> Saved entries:
——————

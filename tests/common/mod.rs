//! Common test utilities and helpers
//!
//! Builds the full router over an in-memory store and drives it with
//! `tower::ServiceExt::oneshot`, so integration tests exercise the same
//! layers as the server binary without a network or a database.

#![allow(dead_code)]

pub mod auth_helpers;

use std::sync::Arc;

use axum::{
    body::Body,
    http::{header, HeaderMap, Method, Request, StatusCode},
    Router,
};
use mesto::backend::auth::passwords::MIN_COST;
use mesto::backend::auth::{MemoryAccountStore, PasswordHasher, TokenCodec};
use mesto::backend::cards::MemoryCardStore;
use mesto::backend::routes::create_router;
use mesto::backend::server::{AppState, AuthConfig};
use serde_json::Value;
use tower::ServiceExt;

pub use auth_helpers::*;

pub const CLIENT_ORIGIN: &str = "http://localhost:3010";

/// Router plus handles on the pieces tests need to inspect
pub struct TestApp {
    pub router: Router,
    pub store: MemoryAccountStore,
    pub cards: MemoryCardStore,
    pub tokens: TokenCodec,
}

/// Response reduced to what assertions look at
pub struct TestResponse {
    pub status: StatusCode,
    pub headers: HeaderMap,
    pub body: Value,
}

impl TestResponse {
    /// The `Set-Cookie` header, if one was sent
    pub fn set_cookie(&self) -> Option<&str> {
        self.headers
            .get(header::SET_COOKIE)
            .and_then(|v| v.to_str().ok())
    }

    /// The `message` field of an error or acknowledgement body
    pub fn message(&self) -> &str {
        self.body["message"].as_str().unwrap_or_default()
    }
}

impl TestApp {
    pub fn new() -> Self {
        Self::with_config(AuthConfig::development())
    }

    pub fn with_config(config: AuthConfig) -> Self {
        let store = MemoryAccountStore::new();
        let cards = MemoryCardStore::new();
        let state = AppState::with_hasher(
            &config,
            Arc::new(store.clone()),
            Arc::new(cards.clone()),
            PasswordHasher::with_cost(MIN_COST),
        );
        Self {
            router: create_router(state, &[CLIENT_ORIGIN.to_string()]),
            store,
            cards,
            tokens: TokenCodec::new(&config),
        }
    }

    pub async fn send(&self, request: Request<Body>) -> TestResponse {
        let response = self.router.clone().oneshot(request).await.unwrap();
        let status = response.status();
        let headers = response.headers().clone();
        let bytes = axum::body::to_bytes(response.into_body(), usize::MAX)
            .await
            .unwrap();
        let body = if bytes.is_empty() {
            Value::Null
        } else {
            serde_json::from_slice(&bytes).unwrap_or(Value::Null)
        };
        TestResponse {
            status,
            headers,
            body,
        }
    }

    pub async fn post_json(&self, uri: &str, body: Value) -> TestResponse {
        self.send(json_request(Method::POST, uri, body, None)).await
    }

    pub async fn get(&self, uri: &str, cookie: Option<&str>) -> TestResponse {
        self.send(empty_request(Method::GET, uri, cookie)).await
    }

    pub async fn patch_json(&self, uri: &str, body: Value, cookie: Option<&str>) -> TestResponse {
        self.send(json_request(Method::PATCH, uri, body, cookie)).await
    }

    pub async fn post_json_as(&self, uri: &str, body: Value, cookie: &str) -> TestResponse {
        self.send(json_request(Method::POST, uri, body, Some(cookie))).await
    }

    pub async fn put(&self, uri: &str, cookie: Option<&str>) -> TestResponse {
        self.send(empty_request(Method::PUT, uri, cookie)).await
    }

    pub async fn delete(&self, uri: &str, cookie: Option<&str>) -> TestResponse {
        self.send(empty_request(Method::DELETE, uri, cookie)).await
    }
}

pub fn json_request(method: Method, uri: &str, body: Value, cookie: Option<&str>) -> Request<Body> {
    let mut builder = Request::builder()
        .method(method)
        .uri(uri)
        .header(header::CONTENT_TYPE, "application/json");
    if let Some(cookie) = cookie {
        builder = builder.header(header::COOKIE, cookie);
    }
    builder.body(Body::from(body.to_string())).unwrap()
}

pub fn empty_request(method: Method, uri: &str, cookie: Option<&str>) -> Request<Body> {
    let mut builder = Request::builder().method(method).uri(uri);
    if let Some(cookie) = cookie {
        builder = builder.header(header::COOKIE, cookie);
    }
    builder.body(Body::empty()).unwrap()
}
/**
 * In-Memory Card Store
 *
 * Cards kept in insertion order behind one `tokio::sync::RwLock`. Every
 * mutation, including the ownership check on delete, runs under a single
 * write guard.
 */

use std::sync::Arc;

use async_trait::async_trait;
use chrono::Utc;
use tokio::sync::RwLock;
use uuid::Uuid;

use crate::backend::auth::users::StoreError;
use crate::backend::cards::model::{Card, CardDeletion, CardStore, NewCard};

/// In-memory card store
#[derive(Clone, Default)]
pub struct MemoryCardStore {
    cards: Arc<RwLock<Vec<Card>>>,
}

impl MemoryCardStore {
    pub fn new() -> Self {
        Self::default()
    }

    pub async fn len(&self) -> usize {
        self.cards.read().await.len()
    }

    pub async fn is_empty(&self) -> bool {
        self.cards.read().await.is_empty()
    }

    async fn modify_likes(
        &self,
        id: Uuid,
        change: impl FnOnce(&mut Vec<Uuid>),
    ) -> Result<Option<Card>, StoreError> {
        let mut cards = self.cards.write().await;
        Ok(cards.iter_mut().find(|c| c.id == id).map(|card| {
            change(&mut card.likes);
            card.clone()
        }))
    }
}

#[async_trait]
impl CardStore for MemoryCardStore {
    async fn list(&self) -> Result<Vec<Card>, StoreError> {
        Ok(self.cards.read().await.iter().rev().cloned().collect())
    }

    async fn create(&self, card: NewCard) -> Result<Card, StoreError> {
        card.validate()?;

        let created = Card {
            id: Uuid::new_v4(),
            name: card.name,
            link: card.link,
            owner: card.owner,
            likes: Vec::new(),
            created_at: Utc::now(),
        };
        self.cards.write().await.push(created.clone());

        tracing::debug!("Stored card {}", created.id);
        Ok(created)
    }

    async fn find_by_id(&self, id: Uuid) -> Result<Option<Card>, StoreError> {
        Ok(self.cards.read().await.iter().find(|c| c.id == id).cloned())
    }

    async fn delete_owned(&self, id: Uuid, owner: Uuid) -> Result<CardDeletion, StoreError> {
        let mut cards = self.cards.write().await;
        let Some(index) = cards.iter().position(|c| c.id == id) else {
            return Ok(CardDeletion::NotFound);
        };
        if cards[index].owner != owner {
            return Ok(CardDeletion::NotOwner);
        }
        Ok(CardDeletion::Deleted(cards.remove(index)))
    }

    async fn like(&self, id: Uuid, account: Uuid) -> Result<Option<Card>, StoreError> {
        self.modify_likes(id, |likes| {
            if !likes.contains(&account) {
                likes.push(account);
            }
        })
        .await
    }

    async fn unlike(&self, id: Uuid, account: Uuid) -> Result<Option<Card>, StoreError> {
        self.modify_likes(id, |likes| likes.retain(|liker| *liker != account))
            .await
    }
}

——————

> WHAT YOU ARE ASKED TO DO: State only the number of lines above that contain the word "axum".

> PROBLEM SOLUTION: 2